TASK PROMPT =
Output exactly the lines that run from the top of the entries to the line holding "over eight attributes.", including both of those lines.

(Extracted records)

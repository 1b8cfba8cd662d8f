//! Built-in sample join hypergraphs.
//!
//! Cyclic queries of the kind worst-case optimal joins are benchmarked on.
//! Relations are labelled `R1..Rn` in list order.

use crate::error::Result;
use crate::{Hypergraph, Relation};

/// A named sample query.
#[derive(Debug, Clone)]
pub struct Sample {
    pub name: &'static str,
    pub hypergraph: Hypergraph,
}

fn relations(edges: &[&[usize]]) -> Vec<Relation> {
    edges
        .iter()
        .enumerate()
        .map(|(idx, attrs)| Relation::new(format!("R{}", idx + 1), attrs.iter().copied()))
        .collect()
}

fn sample(name: &'static str, universe: usize, edges: &[&[usize]]) -> Result<Sample> {
    Ok(Sample {
        name,
        hypergraph: Hypergraph::new(1..=universe, relations(edges))?,
    })
}

/// Triangle query `R1(a,b) ⋈ R2(b,c) ⋈ R3(a,c)`.
pub fn triangle() -> Result<Sample> {
    sample("triangle", 3, &[&[1, 2], &[2, 3], &[1, 3]])
}

pub fn four_cycle() -> Result<Sample> {
    sample("four_cycle", 4, &[&[1, 2], &[2, 3], &[3, 4], &[4, 1]])
}

pub fn five_cycle() -> Result<Sample> {
    sample("five_cycle", 5, &[&[1, 2], &[2, 3], &[3, 4], &[4, 5], &[5, 1]])
}

/// Five relations over six attributes, mixing arities 3 and 4.
pub fn six_attribute_mixed() -> Result<Sample> {
    sample(
        "six_attribute_mixed",
        6,
        &[&[1, 2, 4, 5], &[1, 3, 4, 6], &[1, 2, 3], &[2, 4, 6], &[3, 5, 6]],
    )
}

/// Four arity-4 relations over eight attributes.
pub fn eight_attribute_ring() -> Result<Sample> {
    sample(
        "eight_attribute_ring",
        8,
        &[&[1, 2, 4, 5], &[1, 3, 4, 6], &[2, 3, 6, 7], &[7, 4, 5, 8]],
    )
}

/// Five-cycle where consecutive relations share two attributes.
pub fn wide_five_cycle() -> Result<Sample> {
    sample(
        "wide_five_cycle",
        10,
        &[
            &[1, 2, 3, 4],
            &[3, 4, 5, 6],
            &[5, 6, 7, 8],
            &[7, 8, 9, 10],
            &[9, 10, 1, 2],
        ],
    )
}

/// Six relations over sixteen attributes; attribute 9 is bound by no relation.
pub fn sixteen_attribute_chain() -> Result<Sample> {
    sample(
        "sixteen_attribute_chain",
        16,
        &[
            &[1, 2, 3, 4, 5],
            &[3, 4, 6],
            &[3, 5, 6],
            &[6, 8, 10],
            &[7, 8, 10, 11],
            &[11, 1, 12, 13, 14, 15, 16],
        ],
    )
}

/// All samples, in a fixed order.
pub fn all() -> Result<Vec<Sample>> {
    Ok(vec![
        triangle()?,
        four_cycle()?,
        five_cycle()?,
        six_attribute_mixed()?,
        eight_attribute_ring()?,
        wide_five_cycle()?,
        sixteen_attribute_chain()?,
    ])
}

YOUR SOLUTION =
repository 1b8cfba8cd662d8f
//! Built-in sample join hypergraphs.
//!
//! Cyclic queries of the kind worst-case optimal joins are benchmarked on.
//! Relations are labelled `R1..Rn` in list order.

use crate::error::Result;
use crate::{Hypergraph, Relation};

/// A named sample query.
#[derive(Debug, Clone)]
pub struct Sample {
    pub name: &'static str,
    pub hypergraph: Hypergraph,
}

fn relations(edges: &[&[usize]]) -> Vec<Relation> {
    edges
        .iter()
        .enumerate()
        .map(|(idx, attrs)| Relation::new(format!("R{}", idx + 1), attrs.iter().copied()))
        .collect()
}

fn sample(name: &'static str, universe: usize, edges: &[&[usize]]) -> Result<Sample> {
    Ok(Sample {
        name,
        hypergraph: Hypergraph::new(1..=universe, relations(edges))?,
    })
}

/// Triangle query `R1(a,b) ⋈ R2(b,c) ⋈ R3(a,c)`.
pub fn triangle() -> Result<Sample> {
    sample("triangle", 3, &[&[1, 2], &[2, 3], &[1, 3]])
}

pub fn four_cycle() -> Result<Sample> {
    sample("four_cycle", 4, &[&[1, 2], &[2, 3], &[3, 4], &[4, 1]])
}

pub fn five_cycle() -> Result<Sample> {
    sample("five_cycle", 5, &[&[1, 2], &[2, 3], &[3, 4], &[4, 5], &[5, 1]])
}

/// Five relations over six attributes, mixing arities 3 and 4.
pub fn six_attribute_mixed() -> Result<Sample> {
    sample(
        "six_attribute_mixed",
        6,
        &[&[1, 2, 4, 5], &[1, 3, 4, 6], &[1, 2, 3], &[2, 4, 6], &[3, 5, 6]],
    )
}

/// Four arity-4 relations over eight attributes.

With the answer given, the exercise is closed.